* Materials provided:
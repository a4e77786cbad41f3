//! Vertical scrolling of the text area.

/// Scroll state: index of the first display row shown.
#[derive(Debug, Clone, Copy, Default, PartialEq, Eq)]
pub struct Viewport {
    scroll: usize,
}

impl Viewport {
    pub fn new() -> Self {
        Self::default()
    }

    /// First visible display row
    pub fn scroll(&self) -> usize {
        self.scroll
    }

    /// Bring `cursor_row` into a window of `visible_rows` rows.
    ///
    /// Scrolls the minimum distance in one step; a zero-height window is
    /// treated as one row.
    pub fn adjust(&mut self, cursor_row: usize, visible_rows: usize) {
        let visible_rows = visible_rows.max(1);
        if cursor_row < self.scroll {
            self.scroll = cursor_row;
        } else if cursor_row >= self.scroll + visible_rows {
            self.scroll = cursor_row + 1 - visible_rows;
        }
    }
}

#[cfg(test)]
mod tests {
    use super::*;

    #[test]
    fn test_scroll_down_to_reveal() {
        let mut viewport = Viewport::new();
        viewport.adjust(10, 5);
        assert_eq!(viewport.scroll(), 6);
        viewport.adjust(10, 5);
        assert_eq!(viewport.scroll(), 6);
    }

    #[test]
    fn test_scroll_up_to_reveal() {
        let mut viewport = Viewport::new();
        viewport.adjust(100, 5);
        viewport.adjust(3, 5);
        assert_eq!(viewport.scroll(), 3);
    }

    #[test]
    fn test_unchanged_inside_window() {
        let mut viewport = Viewport::new();
        viewport.adjust(20, 10);
        assert_eq!(viewport.scroll(), 11);
        viewport.adjust(15, 10);
        assert_eq!(viewport.scroll(), 11);
        viewport.adjust(11, 10);
        assert_eq!(viewport.scroll(), 11);
    }

    #[test]
    fn test_zero_height_window() {
        let mut viewport = Viewport::new();
        viewport.adjust(4, 0);
        assert_eq!(viewport.scroll(), 4);
        viewport.adjust(6, 0);
        assert_eq!(viewport.scroll(), 6);
    }
}
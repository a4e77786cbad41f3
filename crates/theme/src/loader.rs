//! Theme loading from TOML files.

use anyhow::{Context, Result};
use ratatui::style::Color;
use serde::Deserialize;
use std::path::Path;

use crate::{Palette, Theme};

/// Color representation in TOML.
#[derive(Debug, Clone, Deserialize)]
#[serde(untagged)]
enum TomlColor {
    Named(String),
    Rgb { rgb: [u8; 3] },
}

impl TomlColor {
    fn to_color(&self) -> Result<Color> {
        match self {
            TomlColor::Named(name) => match name.as_str() {
                "Reset" => Ok(Color::Reset),
                "Black" => Ok(Color::Black),
                "Red" => Ok(Color::Red),
                "Green" => Ok(Color::Green),
                "Yellow" => Ok(Color::Yellow),
                "Blue" => Ok(Color::Blue),
                "Magenta" => Ok(Color::Magenta),
                "Cyan" => Ok(Color::Cyan),
                "Gray" => Ok(Color::Gray),
                "DarkGray" => Ok(Color::DarkGray),
                "LightRed" => Ok(Color::LightRed),
                "LightGreen" => Ok(Color::LightGreen),
                "LightYellow" => Ok(Color::LightYellow),
                "LightBlue" => Ok(Color::LightBlue),
                "LightMagenta" => Ok(Color::LightMagenta),
                "LightCyan" => Ok(Color::LightCyan),
                "White" => Ok(Color::White),
                other => anyhow::bail!("Unknown color name: {}", other),
            },
            TomlColor::Rgb { rgb } => Ok(Color::Rgb(rgb[0], rgb[1], rgb[2])),
        }
    }
}

/// TOML theme colors structure.
#[derive(Debug, Clone, Deserialize)]
struct TomlColors {
    header_fg: TomlColor,
    header_bg: TomlColor,
    line_number: TomlColor,
    cursor: TomlColor,
    success_fg: TomlColor,
    success_bg: TomlColor,
    error_fg: TomlColor,
    error_bg: TomlColor,
    help: TomlColor,
}

impl TomlColors {
    fn to_palette(&self) -> Result<Palette> {
        Ok(Palette {
            header_fg: self.header_fg.to_color()?,
            header_bg: self.header_bg.to_color()?,
            line_number: self.line_number.to_color()?,
            cursor: self.cursor.to_color()?,
            success_fg: self.success_fg.to_color()?,
            success_bg: self.success_bg.to_color()?,
            error_fg: self.error_fg.to_color()?,
            error_bg: self.error_bg.to_color()?,
            help: self.help.to_color()?,
        })
    }
}

/// TOML theme structure.
#[derive(Debug, Clone, Deserialize)]
struct TomlTheme {
    name: String,
    colors: TomlColors,
}

/// Load theme from TOML file.
pub fn load_theme(path: &Path) -> Result<Theme> {
    let content = std::fs::read_to_string(path)
        .with_context(|| format!("Failed to read theme: {}", path.display()))?;
    load_theme_from_str(&content).with_context(|| format!("Invalid theme: {}", path.display()))
}

/// Load theme from TOML string.
pub fn load_theme_from_str(content: &str) -> Result<Theme> {
    let toml_theme: TomlTheme = toml::from_str(content)?;

    Ok(Theme {
        name: toml_theme.name,
        palette: Some(toml_theme.colors.to_palette()?),
    })
}
//! Transient status messages shown in the footer.

use crate::constants::{ERROR_FRAMES, INFO_FRAMES, SUCCESS_FRAMES};

/// Message severity, selects footer style and lifetime.
#[derive(Debug, Clone, Copy, PartialEq, Eq)]
pub enum Severity {
    Info,
    Success,
    Error,
}

impl Severity {
    /// Number of frames a message of this severity stays visible
    pub fn frames(self) -> u16 {
        match self {
            Severity::Info => INFO_FRAMES,
            Severity::Success => SUCCESS_FRAMES,
            Severity::Error => ERROR_FRAMES,
        }
    }
}

/// Footer message with a countdown in rendered frames.
#[derive(Debug, Clone, PartialEq, Eq)]
pub struct StatusMessage {
    text: String,
    severity: Severity,
    frames_left: u16,
}

impl StatusMessage {
    pub fn new(text: impl Into<String>, severity: Severity) -> Self {
        Self {
            text: text.into(),
            severity,
            frames_left: severity.frames(),
        }
    }

    pub fn info(text: impl Into<String>) -> Self {
        Self::new(text, Severity::Info)
    }

    pub fn success(text: impl Into<String>) -> Self {
        Self::new(text, Severity::Success)
    }

    pub fn error(text: impl Into<String>) -> Self {
        Self::new(text, Severity::Error)
    }

    pub fn text(&self) -> &str {
        &self.text
    }

    pub fn severity(&self) -> Severity {
        self.severity
    }

    pub fn frames_left(&self) -> u16 {
        self.frames_left
    }

    /// Count one rendered frame. Returns false once the message has expired.
    pub fn tick(&mut self) -> bool {
        self.frames_left = self.frames_left.saturating_sub(1);
        self.frames_left > 0
    }
}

* Problem to work on:
Output every entry exactly.

* Reply:
repository a4e77786cbad41f3
//! Vertical scrolling of the text area.

/// Scroll state: index of the first display row shown.
#[derive(Debug, Clone, Copy, Default, PartialEq, Eq)]
pub struct Viewport {
    scroll: usize,
}

impl Viewport {
    pub fn new() -> Self {
        Self::default()
    }

    /// First visible display row
    pub fn scroll(&self) -> usize {
        self.scroll
    }

    /// Bring `cursor_row` into a window of `visible_rows` rows.
    ///
    /// Scrolls the minimum distance in one step; a zero-height window is
    /// treated as one row.
    pub fn adjust(&mut self, cursor_row: usize, visible_rows: usize) {
        let visible_rows = visible_rows.max(1);
        if cursor_row < self.scroll {
            self.scroll = cursor_row;
        } else if cursor_row >= self.scroll + visible_rows {
            self.scroll = cursor_row + 1 - visible_rows;
        }
    }
}

#[cfg(test)]
mod tests {
    use super::*;

    #[test]
    fn test_scroll_down_to_reveal() {
        let mut viewport = Viewport::new();
        viewport.adjust(10, 5);
        assert_eq!(viewport.scroll(), 6);
        viewport.adjust(10, 5);
        assert_eq!(viewport.scroll(), 6);
    }

    #[test]
    fn test_scroll_up_to_reveal() {
        let mut viewport = Viewport::new();
        viewport.adjust(100, 5);
        viewport.adjust(3, 5);
        assert_eq!(viewport.scroll(), 3);
    }

    #[test]
    fn test_unchanged_inside_window() {
        let mut viewport = Viewport::new();
        viewport.adjust(20, 10);
        assert_eq!(viewport.scroll(), 11);
        viewport.adjust(15, 10);
        assert_eq!(viewport.scroll(), 11);
        viewport.adjust(11, 10);
        assert_eq!(viewport.scroll(), 11);
    }

    #[test]
    fn test_zero_height_window() {
        let mut viewport = Viewport::new();
        viewport.adjust(4, 0);
        assert_eq!(viewport.scroll(), 4);
        viewport.adjust(6, 0);
        assert_eq!(viewport.scroll(), 6);
    }
}
repository a4e77786cbad41f3
filename crates/theme/src/loader.rs
//! Theme loading from TOML files.

use anyhow::{Context, Result};
use ratatui::style::Color;
use serde::Deserialize;
use std::path::Path;

use crate::{Palette, Theme};

/// Color representation in TOML.
#[derive(Debug, Clone, Deserialize)]
#[serde(untagged)]
enum TomlColor {
    Named(String),
    Rgb { rgb: [u8; 3] },
}

impl TomlColor {
    fn to_color(&self) -> Result<Color> {
        match self {
            TomlColor::Named(name) => match name.as_str() {
                "Reset" => Ok(Color::Reset),
                "Black" => Ok(Color::Black),
                "Red" => Ok(Color::Red),
                "Green" => Ok(Color::Green),
                "Yellow" => Ok(Color::Yellow),
                "Blue" => Ok(Color::Blue),
                "Magenta" => Ok(Color::Magenta),
                "Cyan" => Ok(Color::Cyan),
                "Gray" => Ok(Color::Gray),
                "DarkGray" => Ok(Color::DarkGray),
                "LightRed" => Ok(Color::LightRed),
                "LightGreen" => Ok(Color::LightGreen),
                "LightYellow" => Ok(Color::LightYellow),
                "LightBlue" => Ok(Color::LightBlue),
                "LightMagenta" => Ok(Color::LightMagenta),
                "LightCyan" => Ok(Color::LightCyan),
                "White" => Ok(Color::White),
                other => anyhow::bail!("Unknown color name: {}", other),
            },
            TomlColor::Rgb { rgb } => Ok(Color::Rgb(rgb[0], rgb[1], rgb[2])),
        }
    }
}

/// TOML theme colors structure.
#[derive(Debug, Clone, Deserialize)]
struct TomlColors {
    header_fg: TomlColor,
    header_bg: TomlColor,
    line_number: TomlColor,
    cursor: TomlColor,
    success_fg: TomlColor,
    success_bg: TomlColor,
    error_fg: TomlColor,
    error_bg: TomlColor,
    help: TomlColor,
}

impl TomlColors {
    fn to_palette(&self) -> Result<Palette> {
        Ok(Palette {
            header_fg: self.header_fg.to_color()?,
            header_bg: self.header_bg.to_color()?,
            line_number: self.line_number.to_color()?,
            cursor: self.cursor.to_color()?,
            success_fg: self.success_fg.to_color()?,
            success_bg: self.success_bg.to_color()?,
            error_fg: self.error_fg.to_color()?,
            error_bg: self.error_bg.to_color()?,
            help: self.help.to_color()?,
        })
    }
}

/// TOML theme structure.
#[derive(Debug, Clone, Deserialize)]
struct TomlTheme {
    name: String,
    colors: TomlColors,
}

/// Load theme from TOML file.
pub fn load_theme(path: &Path) -> Result<Theme> {
    let content = std::fs::read_to_string(path)
        .with_context(|| format!("Failed to read theme: {}", path.display()))?;
    load_theme_from_str(&content).with_context(|| format!("Invalid theme: {}", path.display()))
}

/// Load theme from TOML string.
pub fn load_theme_from_str(content: &str) -> Result<Theme> {
    let toml_theme: TomlTheme = toml::from_str(content)?;

    Ok(Theme {
        name: toml_theme.name,
        palette: Some(toml_theme.colors.to_palette()?),
    })
}
//! Transient status messages shown in the footer.

use crate::constants::{ERROR_FRAMES, INFO_FRAMES, SUCCESS_FRAMES};

/// Message severity, selects footer style and lifetime.
#[derive(Debug, Clone, Copy, PartialEq, Eq)]
pub enum Severity {
    Info,
    Success,
    Error,
}

impl Severity {
    /// Number of frames a message of this severity stays visible
    pub fn frames(self) -> u16 {
        match self {
            Severity::Info => INFO_FRAMES,
            Severity::Success => SUCCESS_FRAMES,
            Severity::Error => ERROR_FRAMES,
        }
    }
}

/// Footer message with a countdown in rendered frames.
#[derive(Debug, Clone, PartialEq, Eq)]
pub struct StatusMessage {
    text: String,
    severity: Severity,
    frames_left: u16,
}

impl StatusMessage {
    pub fn new(text: impl Into<String>, severity: Severity) -> Self {
        Self {
            text: text.into(),
            severity,
            frames_left: severity.frames(),
        }
    }

    pub fn info(text: impl Into<String>) -> Self {
        Self::new(text, Severity::Info)
    }

    pub fn success(text: impl Into<String>) -> Self {
        Self::new(text, Severity::Success)
    }

    pub fn error(text: impl Into<String>) -> Self {
        Self::new(text, Severity::Error)
    }

    pub fn text(&self) -> &str {
        &self.text
    }

    pub fn severity(&self) -> Severity {
        self.severity
    }

    pub fn frames_left(&self) -> u16 {
        self.frames_left
    }

    /// Count one rendered frame. Returns false once the message has expired.
    pub fn tick(&mut self) -> bool {
        self.frames_left = self.frames_left.saturating_sub(1);
        self.frames_left > 0
    }
}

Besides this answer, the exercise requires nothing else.